Latency calculation will be made using the "Cumulative averaging method".
Mental arithmetic task and cold stress test will be applied as sympathetic activation
maneuver. For the mental arithmetic task, the subject is asked to mentally subtract a
two-digit number from a four-digit number and respond within five seconds. This arithmetic
calculation is repeated for different numbers. This test is continued for two minutes. For
the cold stimulation test, subjects are asked to dip their right hand into 2-4 degrees cold
water up to the elbow and hold it in the water for two minutes. At this time, either WBV or
tendon vibration will be applied. After a ten-minute break, a cold stimulation test will be
applied to the left hand and the subject will be asked to do mental arithmetic calculations
simultaneously. Meanwhile, other vibrations will be used. The sympathetic response will be
evaluated by heart rate and sympathetic skin response.

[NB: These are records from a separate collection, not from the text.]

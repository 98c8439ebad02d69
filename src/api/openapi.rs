use super::handlers::{access_requests, auth, health};
use utoipa::openapi::{Contact, InfoBuilder, License, OpenApiBuilder, Tag};
use utoipa_axum::{router::OpenApiRouter, routes};

#[must_use]
pub fn openapi() -> utoipa::openapi::OpenApi {
    let (_router, openapi) = api_router().split_for_parts();
    openapi
}

/// Router that also drives the `OpenAPI` document.
///
/// New endpoints go through `.routes(routes!(...))` so they are served and
/// documented together. `OPTIONS /health` is mounted outside and undocumented.
pub(crate) fn api_router() -> OpenApiRouter {
    let mut router = OpenApiRouter::with_openapi(cargo_openapi())
        .routes(routes!(health::health))
        .routes(routes!(access_requests::submit))
        .routes(routes!(
            access_requests::admin::list,
            access_requests::admin::review
        ))
        .routes(routes!(auth::signup::sign_up))
        .routes(routes!(auth::signin::sign_in_email))
        .routes(routes!(auth::signin::sign_in_username))
        .routes(routes!(auth::session::sign_out))
        .routes(routes!(auth::session::get_session))
        .routes(routes!(auth::password::request_password_reset))
        .routes(routes!(auth::password::reset_password));

    router.get_openapi_mut().tags = Some(vec![
        tag("access-requests", "Submit a request for an invitation"),
        tag("admin", "Review access requests"),
        tag("auth", "Sign-up, sign-in, sessions and password reset"),
        tag("health", "Service and database health"),
    ]);

    router
}

fn tag(name: &str, description: &str) -> Tag {
    let mut tag = Tag::new(name);
    tag.description = Some(description.to_string());
    tag
}

fn cargo_openapi() -> utoipa::openapi::OpenApi {
    let mut info = InfoBuilder::new()
        .title(env!("CARGO_PKG_NAME"))
        .version(env!("CARGO_PKG_VERSION"))
        .description(optional_str(env!("CARGO_PKG_DESCRIPTION")))
        .build();

    info.contact = cargo_contact();
    info.license = cargo_license();

    OpenApiBuilder::new().info(info).build()
}

fn cargo_contact() -> Option<Contact> {
    // Cargo authors are `;` separated and may include "Name <email>".
    let authors = env!("CARGO_PKG_AUTHORS");
    let primary = authors.split(';').next().map(str::trim)?;
    let (name, email) = parse_author(primary);
    if name.is_none() && email.is_none() {
        return None;
    }

    let mut contact = Contact::new();
    contact.name = name.map(str::to_string);
    contact.email = email.map(str::to_string);
    Some(contact)
}

fn cargo_license() -> Option<License> {
    let identifier = optional_str(env!("CARGO_PKG_LICENSE"))?;
    let mut license = License::new(identifier);
    license.identifier = Some(identifier.to_string());
    Some(license)
}

fn optional_str(value: &'static str) -> Option<&'static str> {
    Some(value.trim()).filter(|trimmed| !trimmed.is_empty())
}

fn parse_author(author: &str) -> (Option<&str>, Option<&str>) {
    match author.split_once('<') {
        Some((name, rest)) => {
            let name = name.trim();
            let email = rest.trim_end_matches('>').trim();
            (
                (!name.is_empty()).then_some(name),
                (!email.is_empty()).then_some(email),
            )
        }
        None => {
            let name = author.trim();
            ((!name.is_empty()).then_some(name), None)
        }
    }
}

Whole body vibration will be applied to the right leg while subjects are sitting with their
knee, hip, and ankle joints in a 90-degree position.
The left leg will rest on a vibration-isolated platform. During this position, he will be
asked not to voluntarily contract the calf muscle. The vibration will be applied with the
PowerPlate® Pro5 WBV (London UK) device. The vibration amplitude will be 2.2 mm. The
vibration frequency will be 30, 35, 40, and 45 Hz. Each vibration frequency will be applied
for 30 seconds. A 5-second rest period will be applied between 30-second vibrations.

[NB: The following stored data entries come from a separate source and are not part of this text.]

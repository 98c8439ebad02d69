//! Authenticated principal extraction and authorization helpers.
//!
//! The role is read from the user row on every call, never from the session,
//! so a demoted admin loses access on their next request.

use axum::http::HeaderMap;
use chrono::{DateTime, Utc};

use super::session::authenticate_session;
use crate::{
    api::error::{ApiError, ResultExt},
    store::{DynStore, Role, User},
};

#[derive(Clone, Debug)]
pub struct Principal {
    pub user: User,
    pub session_expires_at: DateTime<Utc>,
}

impl Principal {
    #[must_use]
    pub fn is_admin(&self) -> bool {
        self.user.role == Role::Admin
    }
}

/// Resolve the session into a principal, or 401 when there is none.
/// Store failures surface as `on_error`.
pub async fn require_auth(
    headers: &HeaderMap,
    store: &DynStore,
    on_error: &'static str,
) -> Result<Principal, ApiError> {
    let Some(record) = authenticate_session(headers, store)
        .await
        .or_unexpected(on_error)?
    else {
        return Err(ApiError::Unauthorized);
    };
    let Some(user) = store.user_by_id(record.user_id).await.or_unexpected(on_error)? else {
        return Err(ApiError::Unauthorized);
    };
    Ok(Principal {
        user,
        session_expires_at: record.expires_at,
    })
}

/// `require_auth` plus a 403 for non-admins.
pub async fn require_admin(
    headers: &HeaderMap,
    store: &DynStore,
    on_error: &'static str,
) -> Result<Principal, ApiError> {
    let principal = require_auth(headers, store, on_error).await?;
    if principal.is_admin() {
        Ok(principal)
    } else {
        Err(ApiError::admin_required())
    }
}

Piezo-electric accelerometer (LIS344ALH, full-scale of ± 6 g, linear accelerometer, ECOPACK®,
Mansfield, TX, USA) will be fixed on the WBV device platform for reflex latency calculation.
For tonic vibration 100, 135, 150, and 180 Hz vibrations will be applied to the Achilles
tendon. 30 seconds of vibration will be applied at each frequency. A direct current (DC)
motor vibrator will be used to apply this vibration (Bosch™, amplitude 2 mm, motor speed
5000-20000 / min). A piezo-electric accelerometer (LIS344ALH, full-scale of ± 6 g, linear
accelerometer, ECOPACK®, Mansfield, TX, USA) will be placed on the skin of the Achilles
tendon to calculate the tonic vibration reflex latency. Superficial EMG recordings will be
taken from the right soleus muscle with the bipolar technique. A pair of self-adhesive
Ag/AgCl (KENDALL® Coviden, Massachusetts, USA) electrodes will be attached to the skin. The
electrodes on the soleus will be positioned according to the SENIAM protocol. The ground
electrode will have adhered to the right lateral malleolus. Before the electrodes are
attached to the skin, if there are hairs on the skin, they will be shaved and the oil layer
on the skin will be cleaned with alcohol cotton. In order to increase the moisture of the
skin, ECG gel will be applied to the skin area where the electrode will be attached.
Superficial EMG recordings will be taken with a PowerLab ® (ADInstrument ADInstruments,
Oxford, UK) data recorder with a sample rate of 40 kHz.
EMG recordings will be analyzed offline with LabChart7 Pro® version 7.3.8 (ADInstrument,
Oxford, UK). The acceleration measurement data will be recorded with the PowerLab
(ADInstrument London) data logger simultaneously with the EMG recording. Acceleration
recording will be made with a sample rate of 40 kHz. Simultaneously, heart rate and
sympathetic skin response will be captured with a Biopac (Biopac System Inc CA) data recorder
at a rate of 20 kHz.